- The BloomBox Protocol is a Defi Program in which custom nodes can be created with customization and approved users or the owner of the bloom node can start auto compounding for the blooms by swapping their USDC.e tokens for some time period. It has functions like claim, airdrop, deposit, initialize, withdraw, setURI, burn, mint, mintBatch, addLiquidity, toggleSwap, liquidityReward, etc.
- The Bloomify contracts are ERC1155 smart contracts with treasury functionality. These contracts inherits the ERC721Upgradeable, OwnableUpgradeable, ReentrancyGuardUpgradeable, PausableUpgradeable, IERC20, SafeERC20, Ownable, Initializable, ERC20Upgradeable, IERC20Upgradeable, ERC20BurnableUpgradeable, SafeMathUpgradeable, ERC1155URIStorageUpgradeable standard smart contracts from the OpenZeppelin library.

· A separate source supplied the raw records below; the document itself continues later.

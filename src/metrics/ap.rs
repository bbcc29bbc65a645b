//! Average Precision (AP) and mean Average Precision (mAP) calculation.

use crate::metrics::precision_recall::build_curve;
use crate::types::{MatchLedger, ThresholdReport};

/// Calculate Average Precision from a precision-recall curve.
///
/// Uses exact VOC-style integration: the curve is padded with recall 0 and 1
/// (precision 0 at both ends), precision is replaced by its non-increasing
/// envelope from the tail, and the area is summed at each recall change.
///
/// # Arguments
///
/// * `recalls` - Recall values in ranking order
/// * `precisions` - Precision values in ranking order
///
/// # Returns
///
/// Returns the Average Precision value (0.0 to 1.0).
///
/// # Example
///
/// ```
/// use locmap_eval::metrics::ap::voc_ap;
///
/// let recalls = vec![0.5, 0.5, 1.0];
/// let precisions = vec![1.0, 0.5, 0.6667];
/// let ap = voc_ap(&recalls, &precisions);
/// assert!((ap - 0.83335).abs() < 1e-9);
/// ```
pub fn voc_ap(recalls: &[f64], precisions: &[f64]) -> f64 {
    let mut mrec = Vec::with_capacity(recalls.len() + 2);
    mrec.push(0.0);
    mrec.extend_from_slice(recalls);
    mrec.push(1.0);

    let mut mpre = Vec::with_capacity(precisions.len() + 2);
    mpre.push(0.0);
    mpre.extend_from_slice(precisions);
    mpre.push(0.0);

    for i in (0..mpre.len() - 1).rev() {
        mpre[i] = mpre[i].max(mpre[i + 1]);
    }

    (1..mrec.len())
        .filter(|&i| mrec[i] != mrec[i - 1])
        .map(|i| (mrec[i] - mrec[i - 1]) * mpre[i])
        .sum()
}

/// Score one threshold's ledger.
///
/// Returns a report whose `ap` is in percent. The report's `threshold` is left
/// at 0; the caller fills it in.
pub fn integrate(ledger: &MatchLedger) -> ThresholdReport {
    let curve = build_curve(ledger);
    let ap = voc_ap(&curve.recalls, &curve.precisions) * 100.0;

    ThresholdReport {
        threshold: 0.0,
        ap,
        ground_truth: curve.ground_truth,
        true_positives: curve.true_positives,
        false_positives: curve.false_positives,
        ignored_detections: curve.ignored,
        precision: curve.final_precision(),
        recall: curve.final_recall(),
    }
}

/// Calculate mean Average Precision over a set of AP values.
///
/// # Example
///
/// ```
/// use locmap_eval::metrics::ap::calculate_map;
///
/// let aps = vec![80.0, 90.0, 75.0, 85.0];
/// assert!((calculate_map(&aps) - 82.5).abs() < 1e-10);
/// ```
pub fn calculate_map(aps: &[f64]) -> f64 {
    if aps.is_empty() {
        return 0.0;
    }

    aps.iter().sum::<f64>() / aps.len() as f64
}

- These OpenZeppelin contracts are considered community-audited and time-tested, and hence are not part of the audit scope.
Executive Audit Summery
- According to the standard audit assessment, Customer`s solidity smart contracts are “ Secured”. Also, these contracts do contain owner control, which does not make them fully decentralized.
- We used various tools like Slither, Solhint and Remix IDE. At the same time this finding is based on critical analysis of the manual audit.
- We found 0 critical, 0 high, 0 medium and 3 low and some very low level issues.